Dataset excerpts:
+ + + + + + +
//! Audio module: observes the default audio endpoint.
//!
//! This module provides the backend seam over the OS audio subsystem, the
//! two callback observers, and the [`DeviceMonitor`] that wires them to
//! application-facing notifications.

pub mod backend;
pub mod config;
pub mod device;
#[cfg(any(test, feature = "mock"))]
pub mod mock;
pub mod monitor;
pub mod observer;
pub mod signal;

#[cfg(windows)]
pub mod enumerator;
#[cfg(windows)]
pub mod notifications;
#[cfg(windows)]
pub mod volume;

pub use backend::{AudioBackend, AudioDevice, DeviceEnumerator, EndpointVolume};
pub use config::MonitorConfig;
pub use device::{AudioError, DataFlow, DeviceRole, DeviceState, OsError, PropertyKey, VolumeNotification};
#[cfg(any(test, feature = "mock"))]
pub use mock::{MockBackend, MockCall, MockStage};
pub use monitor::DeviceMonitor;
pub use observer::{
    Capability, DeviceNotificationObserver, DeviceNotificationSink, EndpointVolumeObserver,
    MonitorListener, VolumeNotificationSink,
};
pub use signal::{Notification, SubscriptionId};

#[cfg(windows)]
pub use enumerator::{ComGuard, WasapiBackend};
+ + + + + + +
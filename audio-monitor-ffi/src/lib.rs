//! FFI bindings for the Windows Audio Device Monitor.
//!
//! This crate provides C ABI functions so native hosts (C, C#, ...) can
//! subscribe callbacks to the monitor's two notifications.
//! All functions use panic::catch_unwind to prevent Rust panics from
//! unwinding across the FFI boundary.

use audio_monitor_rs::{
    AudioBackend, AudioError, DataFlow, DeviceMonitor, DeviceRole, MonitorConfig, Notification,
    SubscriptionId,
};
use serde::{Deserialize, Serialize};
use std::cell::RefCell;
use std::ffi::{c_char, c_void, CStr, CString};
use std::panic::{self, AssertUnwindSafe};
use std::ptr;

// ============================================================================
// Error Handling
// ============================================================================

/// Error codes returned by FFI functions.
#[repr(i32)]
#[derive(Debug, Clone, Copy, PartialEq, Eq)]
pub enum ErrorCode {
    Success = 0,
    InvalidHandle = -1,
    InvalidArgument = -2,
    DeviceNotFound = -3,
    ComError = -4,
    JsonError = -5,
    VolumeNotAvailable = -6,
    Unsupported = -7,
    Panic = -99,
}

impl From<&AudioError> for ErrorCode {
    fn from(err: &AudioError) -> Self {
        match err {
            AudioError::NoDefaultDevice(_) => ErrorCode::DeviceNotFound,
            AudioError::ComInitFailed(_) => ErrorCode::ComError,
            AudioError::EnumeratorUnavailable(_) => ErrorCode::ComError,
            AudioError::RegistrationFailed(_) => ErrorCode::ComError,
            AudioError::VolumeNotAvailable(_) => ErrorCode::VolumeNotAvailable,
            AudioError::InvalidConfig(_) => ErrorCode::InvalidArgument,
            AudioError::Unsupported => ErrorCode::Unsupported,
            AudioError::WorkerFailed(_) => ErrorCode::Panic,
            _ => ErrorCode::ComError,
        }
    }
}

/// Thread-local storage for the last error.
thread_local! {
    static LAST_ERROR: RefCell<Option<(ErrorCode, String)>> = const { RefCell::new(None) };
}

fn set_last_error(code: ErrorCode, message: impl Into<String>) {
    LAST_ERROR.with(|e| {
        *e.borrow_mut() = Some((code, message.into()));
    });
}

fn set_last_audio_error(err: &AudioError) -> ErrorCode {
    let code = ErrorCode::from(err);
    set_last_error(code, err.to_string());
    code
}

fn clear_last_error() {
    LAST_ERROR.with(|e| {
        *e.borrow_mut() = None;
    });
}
+ + + + + + +
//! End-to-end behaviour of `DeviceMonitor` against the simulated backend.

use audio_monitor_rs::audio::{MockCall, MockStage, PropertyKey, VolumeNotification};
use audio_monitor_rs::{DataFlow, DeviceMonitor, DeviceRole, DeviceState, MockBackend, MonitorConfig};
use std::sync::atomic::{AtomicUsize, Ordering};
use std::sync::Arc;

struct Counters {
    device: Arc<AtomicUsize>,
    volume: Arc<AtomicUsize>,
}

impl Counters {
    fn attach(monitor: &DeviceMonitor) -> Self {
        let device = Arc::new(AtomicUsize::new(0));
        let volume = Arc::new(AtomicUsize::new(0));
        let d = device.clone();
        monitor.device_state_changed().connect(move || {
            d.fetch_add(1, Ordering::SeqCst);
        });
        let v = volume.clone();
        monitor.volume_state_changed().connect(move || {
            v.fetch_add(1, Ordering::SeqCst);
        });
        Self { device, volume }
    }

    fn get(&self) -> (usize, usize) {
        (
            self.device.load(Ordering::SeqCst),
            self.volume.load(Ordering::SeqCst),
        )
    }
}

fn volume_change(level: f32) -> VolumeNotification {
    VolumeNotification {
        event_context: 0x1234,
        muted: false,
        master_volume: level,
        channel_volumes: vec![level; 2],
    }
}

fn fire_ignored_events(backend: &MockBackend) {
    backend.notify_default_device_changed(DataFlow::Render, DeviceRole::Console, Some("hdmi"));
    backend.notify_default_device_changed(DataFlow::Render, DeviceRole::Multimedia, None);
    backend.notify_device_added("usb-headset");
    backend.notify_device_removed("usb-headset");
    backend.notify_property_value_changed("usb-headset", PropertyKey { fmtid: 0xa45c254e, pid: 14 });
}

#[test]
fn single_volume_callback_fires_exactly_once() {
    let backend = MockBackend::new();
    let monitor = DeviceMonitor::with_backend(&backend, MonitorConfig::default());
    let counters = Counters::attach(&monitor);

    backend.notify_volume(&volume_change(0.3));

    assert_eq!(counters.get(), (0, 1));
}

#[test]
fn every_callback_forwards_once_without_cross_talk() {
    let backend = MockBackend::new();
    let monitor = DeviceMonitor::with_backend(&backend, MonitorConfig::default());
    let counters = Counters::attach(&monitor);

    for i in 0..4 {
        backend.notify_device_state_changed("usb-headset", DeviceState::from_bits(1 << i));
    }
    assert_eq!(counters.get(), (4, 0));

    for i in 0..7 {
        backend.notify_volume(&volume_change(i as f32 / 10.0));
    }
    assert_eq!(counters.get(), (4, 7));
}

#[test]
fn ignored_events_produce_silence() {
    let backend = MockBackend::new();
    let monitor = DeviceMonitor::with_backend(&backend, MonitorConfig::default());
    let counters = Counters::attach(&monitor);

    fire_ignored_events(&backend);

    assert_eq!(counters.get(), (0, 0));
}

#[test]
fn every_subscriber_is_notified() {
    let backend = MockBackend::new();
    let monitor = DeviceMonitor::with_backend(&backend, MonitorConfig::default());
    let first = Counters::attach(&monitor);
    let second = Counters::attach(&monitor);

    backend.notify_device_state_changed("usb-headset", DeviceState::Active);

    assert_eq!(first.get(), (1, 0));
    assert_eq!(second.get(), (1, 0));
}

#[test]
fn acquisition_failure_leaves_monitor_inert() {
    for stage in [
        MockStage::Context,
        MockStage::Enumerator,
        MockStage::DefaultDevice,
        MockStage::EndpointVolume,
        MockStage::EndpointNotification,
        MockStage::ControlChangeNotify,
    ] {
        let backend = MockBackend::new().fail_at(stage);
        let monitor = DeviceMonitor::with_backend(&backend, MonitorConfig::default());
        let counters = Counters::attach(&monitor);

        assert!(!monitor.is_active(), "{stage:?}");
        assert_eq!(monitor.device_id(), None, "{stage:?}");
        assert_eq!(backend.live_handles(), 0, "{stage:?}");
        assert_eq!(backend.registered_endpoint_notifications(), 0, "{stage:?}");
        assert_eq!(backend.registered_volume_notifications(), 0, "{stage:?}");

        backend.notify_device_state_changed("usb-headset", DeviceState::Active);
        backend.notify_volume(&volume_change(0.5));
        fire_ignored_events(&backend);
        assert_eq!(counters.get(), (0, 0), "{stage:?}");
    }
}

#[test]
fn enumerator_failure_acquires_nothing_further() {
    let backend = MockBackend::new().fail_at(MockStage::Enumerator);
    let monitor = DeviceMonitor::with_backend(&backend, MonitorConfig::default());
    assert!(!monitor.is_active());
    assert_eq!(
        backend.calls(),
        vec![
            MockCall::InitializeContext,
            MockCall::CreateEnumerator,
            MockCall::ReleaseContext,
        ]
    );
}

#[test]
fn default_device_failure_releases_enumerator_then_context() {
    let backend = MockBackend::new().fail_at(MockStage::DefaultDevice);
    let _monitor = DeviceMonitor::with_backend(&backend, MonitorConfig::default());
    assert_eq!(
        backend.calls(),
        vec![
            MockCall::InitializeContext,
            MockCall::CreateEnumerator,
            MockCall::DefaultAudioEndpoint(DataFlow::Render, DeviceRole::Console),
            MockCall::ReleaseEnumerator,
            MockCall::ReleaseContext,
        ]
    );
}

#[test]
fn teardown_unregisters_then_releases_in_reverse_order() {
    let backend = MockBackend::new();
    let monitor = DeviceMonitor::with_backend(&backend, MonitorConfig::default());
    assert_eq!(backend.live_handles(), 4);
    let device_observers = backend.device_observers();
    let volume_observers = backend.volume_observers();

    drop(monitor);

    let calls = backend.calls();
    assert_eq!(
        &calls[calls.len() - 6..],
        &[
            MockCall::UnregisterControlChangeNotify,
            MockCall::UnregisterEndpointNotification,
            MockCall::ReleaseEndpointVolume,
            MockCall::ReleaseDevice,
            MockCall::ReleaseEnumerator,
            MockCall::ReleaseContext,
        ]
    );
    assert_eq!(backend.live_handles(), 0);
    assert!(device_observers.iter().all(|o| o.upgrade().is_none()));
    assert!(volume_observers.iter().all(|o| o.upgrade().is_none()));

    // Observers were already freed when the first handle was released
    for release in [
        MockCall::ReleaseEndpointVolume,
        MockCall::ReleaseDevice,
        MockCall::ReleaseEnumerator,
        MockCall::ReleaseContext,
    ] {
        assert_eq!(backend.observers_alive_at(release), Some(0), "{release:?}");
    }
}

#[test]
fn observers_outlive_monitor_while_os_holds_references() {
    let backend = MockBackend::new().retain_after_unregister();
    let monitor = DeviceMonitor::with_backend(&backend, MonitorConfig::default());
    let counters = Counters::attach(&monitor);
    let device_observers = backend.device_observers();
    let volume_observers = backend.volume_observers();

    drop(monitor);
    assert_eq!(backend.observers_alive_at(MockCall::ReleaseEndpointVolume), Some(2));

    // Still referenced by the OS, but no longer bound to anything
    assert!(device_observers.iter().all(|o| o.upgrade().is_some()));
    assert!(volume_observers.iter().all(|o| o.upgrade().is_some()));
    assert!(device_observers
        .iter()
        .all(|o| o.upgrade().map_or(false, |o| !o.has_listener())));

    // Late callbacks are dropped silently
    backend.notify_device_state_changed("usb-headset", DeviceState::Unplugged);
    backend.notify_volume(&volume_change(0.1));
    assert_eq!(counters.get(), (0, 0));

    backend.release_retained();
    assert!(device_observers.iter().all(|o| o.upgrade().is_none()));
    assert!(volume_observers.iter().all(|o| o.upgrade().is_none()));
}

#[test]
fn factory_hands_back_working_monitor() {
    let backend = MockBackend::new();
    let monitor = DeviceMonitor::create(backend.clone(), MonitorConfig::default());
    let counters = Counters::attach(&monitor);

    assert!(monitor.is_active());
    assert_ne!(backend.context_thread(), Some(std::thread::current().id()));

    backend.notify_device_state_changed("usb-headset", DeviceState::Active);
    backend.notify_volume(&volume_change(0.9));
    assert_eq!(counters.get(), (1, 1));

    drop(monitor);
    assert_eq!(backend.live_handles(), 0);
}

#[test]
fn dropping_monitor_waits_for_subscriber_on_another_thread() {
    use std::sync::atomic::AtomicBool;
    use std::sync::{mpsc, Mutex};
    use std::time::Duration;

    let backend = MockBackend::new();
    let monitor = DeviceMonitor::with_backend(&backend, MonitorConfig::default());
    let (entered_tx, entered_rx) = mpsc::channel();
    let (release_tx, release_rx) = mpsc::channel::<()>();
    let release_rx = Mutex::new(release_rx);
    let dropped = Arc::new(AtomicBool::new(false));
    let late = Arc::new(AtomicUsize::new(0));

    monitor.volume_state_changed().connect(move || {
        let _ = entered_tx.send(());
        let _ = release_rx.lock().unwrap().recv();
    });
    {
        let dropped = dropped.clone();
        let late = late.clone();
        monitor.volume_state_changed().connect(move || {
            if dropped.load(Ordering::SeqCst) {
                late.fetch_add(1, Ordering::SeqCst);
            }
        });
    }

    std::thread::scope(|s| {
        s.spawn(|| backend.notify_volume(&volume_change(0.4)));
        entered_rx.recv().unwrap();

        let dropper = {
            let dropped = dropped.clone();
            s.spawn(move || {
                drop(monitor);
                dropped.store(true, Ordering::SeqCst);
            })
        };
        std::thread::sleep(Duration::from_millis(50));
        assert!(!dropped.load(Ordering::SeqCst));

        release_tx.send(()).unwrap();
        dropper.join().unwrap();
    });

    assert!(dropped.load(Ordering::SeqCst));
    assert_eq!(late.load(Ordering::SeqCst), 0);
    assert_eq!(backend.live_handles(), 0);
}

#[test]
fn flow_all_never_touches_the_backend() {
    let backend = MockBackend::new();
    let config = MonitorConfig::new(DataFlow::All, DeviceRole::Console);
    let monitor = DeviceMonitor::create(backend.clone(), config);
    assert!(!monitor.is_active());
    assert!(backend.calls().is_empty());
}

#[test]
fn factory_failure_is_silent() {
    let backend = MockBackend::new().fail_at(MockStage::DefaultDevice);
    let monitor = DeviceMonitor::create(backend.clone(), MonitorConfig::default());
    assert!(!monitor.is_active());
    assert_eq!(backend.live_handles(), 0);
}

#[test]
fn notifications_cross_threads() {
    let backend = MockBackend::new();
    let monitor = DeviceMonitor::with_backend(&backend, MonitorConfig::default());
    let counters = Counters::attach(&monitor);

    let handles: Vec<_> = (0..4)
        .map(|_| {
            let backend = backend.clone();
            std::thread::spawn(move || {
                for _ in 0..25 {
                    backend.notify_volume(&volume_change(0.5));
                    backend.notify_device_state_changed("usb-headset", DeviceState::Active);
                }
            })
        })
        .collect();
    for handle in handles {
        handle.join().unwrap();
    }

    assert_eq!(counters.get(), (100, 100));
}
+ + + + + + +
■ Description of the task
In the records above, find each line that mentions the word "provides", and copy it.

■ Written solution
//! This module provides the backend seam over the OS audio subsystem, the
//! This crate provides C ABI functions so native hosts (C, C#, ...) can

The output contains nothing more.